◆ PROBLEM STATEMENT: Read through the lines below and copy the ones holding the string "fields".

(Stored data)
--- START ---

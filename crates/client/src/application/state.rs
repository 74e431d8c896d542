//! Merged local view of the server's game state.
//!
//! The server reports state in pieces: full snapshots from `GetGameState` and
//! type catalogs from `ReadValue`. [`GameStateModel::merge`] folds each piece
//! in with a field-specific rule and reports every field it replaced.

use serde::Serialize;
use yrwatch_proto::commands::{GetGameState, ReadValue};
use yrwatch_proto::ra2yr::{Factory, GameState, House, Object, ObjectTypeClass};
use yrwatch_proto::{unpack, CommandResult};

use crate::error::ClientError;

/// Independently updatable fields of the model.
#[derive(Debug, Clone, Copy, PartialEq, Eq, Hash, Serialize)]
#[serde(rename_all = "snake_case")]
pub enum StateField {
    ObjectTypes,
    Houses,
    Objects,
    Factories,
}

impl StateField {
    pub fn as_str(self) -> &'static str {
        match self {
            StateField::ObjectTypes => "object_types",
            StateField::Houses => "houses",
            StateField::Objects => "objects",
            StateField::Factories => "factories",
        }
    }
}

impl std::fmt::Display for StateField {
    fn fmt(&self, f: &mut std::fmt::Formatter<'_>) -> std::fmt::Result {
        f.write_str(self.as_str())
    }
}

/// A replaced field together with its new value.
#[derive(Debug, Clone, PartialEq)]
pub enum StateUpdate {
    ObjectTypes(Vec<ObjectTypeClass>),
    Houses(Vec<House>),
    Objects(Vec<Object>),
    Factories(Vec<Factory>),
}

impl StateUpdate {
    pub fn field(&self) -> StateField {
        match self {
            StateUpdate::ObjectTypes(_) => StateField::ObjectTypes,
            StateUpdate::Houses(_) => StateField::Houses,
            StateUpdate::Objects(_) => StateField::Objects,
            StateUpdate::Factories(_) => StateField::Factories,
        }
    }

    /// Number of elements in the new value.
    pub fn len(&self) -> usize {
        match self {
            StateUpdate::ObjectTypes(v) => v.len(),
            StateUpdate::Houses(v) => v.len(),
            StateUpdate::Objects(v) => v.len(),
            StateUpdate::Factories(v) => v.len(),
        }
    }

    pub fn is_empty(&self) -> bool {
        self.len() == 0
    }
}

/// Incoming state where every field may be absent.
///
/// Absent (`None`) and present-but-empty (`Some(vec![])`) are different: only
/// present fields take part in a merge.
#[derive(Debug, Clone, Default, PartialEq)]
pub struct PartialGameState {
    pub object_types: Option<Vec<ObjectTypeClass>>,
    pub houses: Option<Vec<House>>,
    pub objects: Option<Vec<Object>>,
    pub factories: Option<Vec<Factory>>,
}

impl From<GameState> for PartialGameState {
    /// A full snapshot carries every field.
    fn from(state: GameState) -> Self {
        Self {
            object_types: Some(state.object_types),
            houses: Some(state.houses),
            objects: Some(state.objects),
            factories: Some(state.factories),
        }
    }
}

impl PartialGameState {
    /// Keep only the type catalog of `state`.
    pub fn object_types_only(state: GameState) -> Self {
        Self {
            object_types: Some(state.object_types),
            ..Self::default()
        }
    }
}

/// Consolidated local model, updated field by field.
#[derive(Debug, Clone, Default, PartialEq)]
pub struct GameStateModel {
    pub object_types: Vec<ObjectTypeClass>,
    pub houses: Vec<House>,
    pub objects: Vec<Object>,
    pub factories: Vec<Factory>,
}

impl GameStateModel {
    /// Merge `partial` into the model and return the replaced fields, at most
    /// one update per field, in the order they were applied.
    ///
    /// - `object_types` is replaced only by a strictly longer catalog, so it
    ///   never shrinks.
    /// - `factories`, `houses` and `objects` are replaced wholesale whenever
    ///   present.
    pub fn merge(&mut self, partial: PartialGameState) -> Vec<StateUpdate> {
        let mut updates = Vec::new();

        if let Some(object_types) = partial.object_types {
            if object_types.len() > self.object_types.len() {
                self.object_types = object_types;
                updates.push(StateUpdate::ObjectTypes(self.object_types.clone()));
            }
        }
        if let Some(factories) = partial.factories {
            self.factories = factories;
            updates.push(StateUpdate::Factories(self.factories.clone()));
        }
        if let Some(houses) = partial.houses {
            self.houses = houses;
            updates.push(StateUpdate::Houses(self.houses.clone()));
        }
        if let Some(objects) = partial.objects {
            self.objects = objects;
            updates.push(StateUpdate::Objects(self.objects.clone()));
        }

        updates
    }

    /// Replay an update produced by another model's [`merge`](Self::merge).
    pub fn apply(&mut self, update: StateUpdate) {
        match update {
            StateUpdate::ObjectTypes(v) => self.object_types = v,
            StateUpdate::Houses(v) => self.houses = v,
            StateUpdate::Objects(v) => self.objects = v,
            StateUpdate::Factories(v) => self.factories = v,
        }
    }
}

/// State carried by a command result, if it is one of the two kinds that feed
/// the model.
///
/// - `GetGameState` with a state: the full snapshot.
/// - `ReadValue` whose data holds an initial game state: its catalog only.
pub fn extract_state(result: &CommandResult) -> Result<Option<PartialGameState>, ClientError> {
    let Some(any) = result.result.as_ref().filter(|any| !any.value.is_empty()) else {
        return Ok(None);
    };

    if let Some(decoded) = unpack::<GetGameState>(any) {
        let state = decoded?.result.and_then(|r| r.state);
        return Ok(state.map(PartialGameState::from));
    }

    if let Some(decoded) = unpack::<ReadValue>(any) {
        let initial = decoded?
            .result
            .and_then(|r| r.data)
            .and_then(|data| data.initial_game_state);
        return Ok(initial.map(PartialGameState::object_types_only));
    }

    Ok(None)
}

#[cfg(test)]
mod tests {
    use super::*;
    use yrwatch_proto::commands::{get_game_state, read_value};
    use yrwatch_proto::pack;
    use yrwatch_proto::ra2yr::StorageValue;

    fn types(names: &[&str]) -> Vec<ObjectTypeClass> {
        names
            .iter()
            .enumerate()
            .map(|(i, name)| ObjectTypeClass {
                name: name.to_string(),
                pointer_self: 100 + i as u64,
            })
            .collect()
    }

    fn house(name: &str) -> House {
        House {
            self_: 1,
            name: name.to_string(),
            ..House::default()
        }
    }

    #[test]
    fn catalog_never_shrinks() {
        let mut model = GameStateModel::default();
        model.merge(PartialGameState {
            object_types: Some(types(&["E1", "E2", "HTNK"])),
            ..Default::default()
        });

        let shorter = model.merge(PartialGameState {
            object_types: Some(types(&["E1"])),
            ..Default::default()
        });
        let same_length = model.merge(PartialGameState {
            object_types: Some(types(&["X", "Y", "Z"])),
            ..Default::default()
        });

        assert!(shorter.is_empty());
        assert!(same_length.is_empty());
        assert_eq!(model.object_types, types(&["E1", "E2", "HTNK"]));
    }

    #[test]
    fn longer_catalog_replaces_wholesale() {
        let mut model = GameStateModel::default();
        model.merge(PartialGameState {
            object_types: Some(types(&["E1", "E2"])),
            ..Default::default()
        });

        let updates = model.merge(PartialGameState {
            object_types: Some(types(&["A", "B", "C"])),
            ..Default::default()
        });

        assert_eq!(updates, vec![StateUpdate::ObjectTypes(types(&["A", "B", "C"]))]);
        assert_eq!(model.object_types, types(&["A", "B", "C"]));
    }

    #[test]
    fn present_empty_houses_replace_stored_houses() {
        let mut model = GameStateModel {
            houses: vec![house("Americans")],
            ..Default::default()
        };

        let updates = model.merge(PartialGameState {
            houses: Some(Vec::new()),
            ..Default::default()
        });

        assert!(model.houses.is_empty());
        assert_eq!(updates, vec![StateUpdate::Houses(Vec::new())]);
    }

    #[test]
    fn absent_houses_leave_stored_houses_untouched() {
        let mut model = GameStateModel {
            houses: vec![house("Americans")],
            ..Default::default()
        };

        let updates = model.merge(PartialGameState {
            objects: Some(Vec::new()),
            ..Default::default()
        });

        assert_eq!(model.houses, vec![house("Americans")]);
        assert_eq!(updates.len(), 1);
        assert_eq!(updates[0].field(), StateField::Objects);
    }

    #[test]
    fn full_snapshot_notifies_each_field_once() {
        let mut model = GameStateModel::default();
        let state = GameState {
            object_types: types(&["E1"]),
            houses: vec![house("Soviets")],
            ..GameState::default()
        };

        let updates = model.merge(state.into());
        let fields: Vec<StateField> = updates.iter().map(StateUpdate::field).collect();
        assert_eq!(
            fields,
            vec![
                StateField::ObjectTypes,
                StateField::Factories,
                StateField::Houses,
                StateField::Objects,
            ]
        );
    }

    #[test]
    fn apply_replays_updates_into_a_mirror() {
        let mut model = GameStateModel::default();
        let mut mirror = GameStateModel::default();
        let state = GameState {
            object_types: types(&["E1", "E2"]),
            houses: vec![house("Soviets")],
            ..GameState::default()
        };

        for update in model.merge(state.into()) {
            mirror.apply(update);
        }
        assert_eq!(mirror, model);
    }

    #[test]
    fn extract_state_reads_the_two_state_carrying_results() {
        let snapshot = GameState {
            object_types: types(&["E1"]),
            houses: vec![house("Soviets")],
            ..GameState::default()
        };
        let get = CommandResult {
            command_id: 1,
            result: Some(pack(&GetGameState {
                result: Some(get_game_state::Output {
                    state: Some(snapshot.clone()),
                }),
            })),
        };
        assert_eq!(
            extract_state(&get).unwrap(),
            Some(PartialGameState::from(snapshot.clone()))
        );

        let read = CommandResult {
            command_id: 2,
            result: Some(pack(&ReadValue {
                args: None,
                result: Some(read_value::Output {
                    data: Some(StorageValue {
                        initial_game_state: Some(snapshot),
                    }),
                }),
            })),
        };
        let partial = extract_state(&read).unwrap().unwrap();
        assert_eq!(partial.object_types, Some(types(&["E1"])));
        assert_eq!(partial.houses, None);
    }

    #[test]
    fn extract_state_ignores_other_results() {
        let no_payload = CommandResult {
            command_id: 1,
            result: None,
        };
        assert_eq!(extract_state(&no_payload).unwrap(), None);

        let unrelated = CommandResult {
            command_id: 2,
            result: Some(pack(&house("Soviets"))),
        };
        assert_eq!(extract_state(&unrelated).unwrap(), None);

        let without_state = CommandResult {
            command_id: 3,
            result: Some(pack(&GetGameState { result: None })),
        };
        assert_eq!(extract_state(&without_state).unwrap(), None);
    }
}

--- END ---
--- START ---

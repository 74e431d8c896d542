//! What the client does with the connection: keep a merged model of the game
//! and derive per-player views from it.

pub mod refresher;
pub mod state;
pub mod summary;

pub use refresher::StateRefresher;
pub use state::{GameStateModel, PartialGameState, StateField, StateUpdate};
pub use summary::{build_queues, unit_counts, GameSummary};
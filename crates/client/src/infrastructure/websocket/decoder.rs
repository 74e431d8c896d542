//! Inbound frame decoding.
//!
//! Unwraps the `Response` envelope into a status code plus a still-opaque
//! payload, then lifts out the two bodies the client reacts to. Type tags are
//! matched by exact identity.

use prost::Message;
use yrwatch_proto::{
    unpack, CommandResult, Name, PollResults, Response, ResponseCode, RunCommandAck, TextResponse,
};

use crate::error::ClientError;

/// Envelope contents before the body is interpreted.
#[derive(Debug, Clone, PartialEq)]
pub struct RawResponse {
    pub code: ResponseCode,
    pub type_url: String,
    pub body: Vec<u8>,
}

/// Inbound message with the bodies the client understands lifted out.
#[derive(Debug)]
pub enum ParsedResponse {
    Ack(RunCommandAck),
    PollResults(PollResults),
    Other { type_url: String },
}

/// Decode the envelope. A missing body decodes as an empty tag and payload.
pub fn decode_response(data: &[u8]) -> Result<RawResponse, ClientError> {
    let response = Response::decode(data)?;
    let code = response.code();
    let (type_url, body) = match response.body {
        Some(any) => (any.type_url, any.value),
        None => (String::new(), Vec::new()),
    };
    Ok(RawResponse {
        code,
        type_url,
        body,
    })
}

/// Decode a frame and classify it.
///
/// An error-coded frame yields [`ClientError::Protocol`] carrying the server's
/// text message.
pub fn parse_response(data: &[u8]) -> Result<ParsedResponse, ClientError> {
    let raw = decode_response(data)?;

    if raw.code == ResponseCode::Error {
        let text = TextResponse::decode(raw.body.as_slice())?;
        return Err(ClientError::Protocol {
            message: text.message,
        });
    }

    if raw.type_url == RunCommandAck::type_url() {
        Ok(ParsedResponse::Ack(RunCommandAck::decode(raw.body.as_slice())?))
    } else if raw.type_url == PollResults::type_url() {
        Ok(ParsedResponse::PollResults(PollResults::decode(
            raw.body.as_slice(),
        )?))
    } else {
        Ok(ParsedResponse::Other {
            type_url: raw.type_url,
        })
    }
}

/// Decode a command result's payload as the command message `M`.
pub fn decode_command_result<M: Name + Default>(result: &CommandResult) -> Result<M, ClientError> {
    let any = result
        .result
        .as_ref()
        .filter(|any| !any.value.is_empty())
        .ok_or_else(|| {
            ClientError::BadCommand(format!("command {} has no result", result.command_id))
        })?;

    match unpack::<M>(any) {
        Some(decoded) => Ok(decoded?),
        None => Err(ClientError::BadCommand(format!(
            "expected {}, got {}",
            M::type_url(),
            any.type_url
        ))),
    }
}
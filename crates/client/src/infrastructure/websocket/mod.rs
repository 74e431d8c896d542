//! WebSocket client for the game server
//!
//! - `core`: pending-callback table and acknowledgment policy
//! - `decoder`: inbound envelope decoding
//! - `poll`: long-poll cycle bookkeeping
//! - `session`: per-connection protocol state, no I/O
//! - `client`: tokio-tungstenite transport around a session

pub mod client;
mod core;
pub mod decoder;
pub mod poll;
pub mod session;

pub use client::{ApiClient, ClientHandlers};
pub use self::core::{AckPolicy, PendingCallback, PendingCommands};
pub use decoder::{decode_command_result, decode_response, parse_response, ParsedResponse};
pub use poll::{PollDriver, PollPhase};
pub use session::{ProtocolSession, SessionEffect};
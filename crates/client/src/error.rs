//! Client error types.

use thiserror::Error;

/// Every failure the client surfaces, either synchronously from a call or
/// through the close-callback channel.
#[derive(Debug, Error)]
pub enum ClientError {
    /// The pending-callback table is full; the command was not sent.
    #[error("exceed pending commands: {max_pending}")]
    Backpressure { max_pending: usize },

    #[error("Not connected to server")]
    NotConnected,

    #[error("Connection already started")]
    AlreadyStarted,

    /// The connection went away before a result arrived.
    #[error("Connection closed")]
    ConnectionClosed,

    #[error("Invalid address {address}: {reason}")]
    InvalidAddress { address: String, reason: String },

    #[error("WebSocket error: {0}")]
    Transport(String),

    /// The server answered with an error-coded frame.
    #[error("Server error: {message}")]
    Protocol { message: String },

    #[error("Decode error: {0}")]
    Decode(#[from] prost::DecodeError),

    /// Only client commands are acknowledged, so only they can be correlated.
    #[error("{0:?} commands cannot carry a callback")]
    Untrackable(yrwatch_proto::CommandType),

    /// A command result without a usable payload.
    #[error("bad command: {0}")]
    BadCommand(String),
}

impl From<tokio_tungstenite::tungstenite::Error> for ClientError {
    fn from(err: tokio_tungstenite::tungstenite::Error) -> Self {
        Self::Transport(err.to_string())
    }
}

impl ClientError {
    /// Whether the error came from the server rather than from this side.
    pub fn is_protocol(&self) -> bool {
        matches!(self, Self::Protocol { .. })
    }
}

--- END ---

◆ ANSWER BOX:
/// Independently updatable fields of the model.
/// present fields take part in a merge.
    /// Merge `partial` into the model and return the replaced fields, at most
        let fields: Vec<StateField> = updates.iter().map(StateUpdate::field).collect();
            fields,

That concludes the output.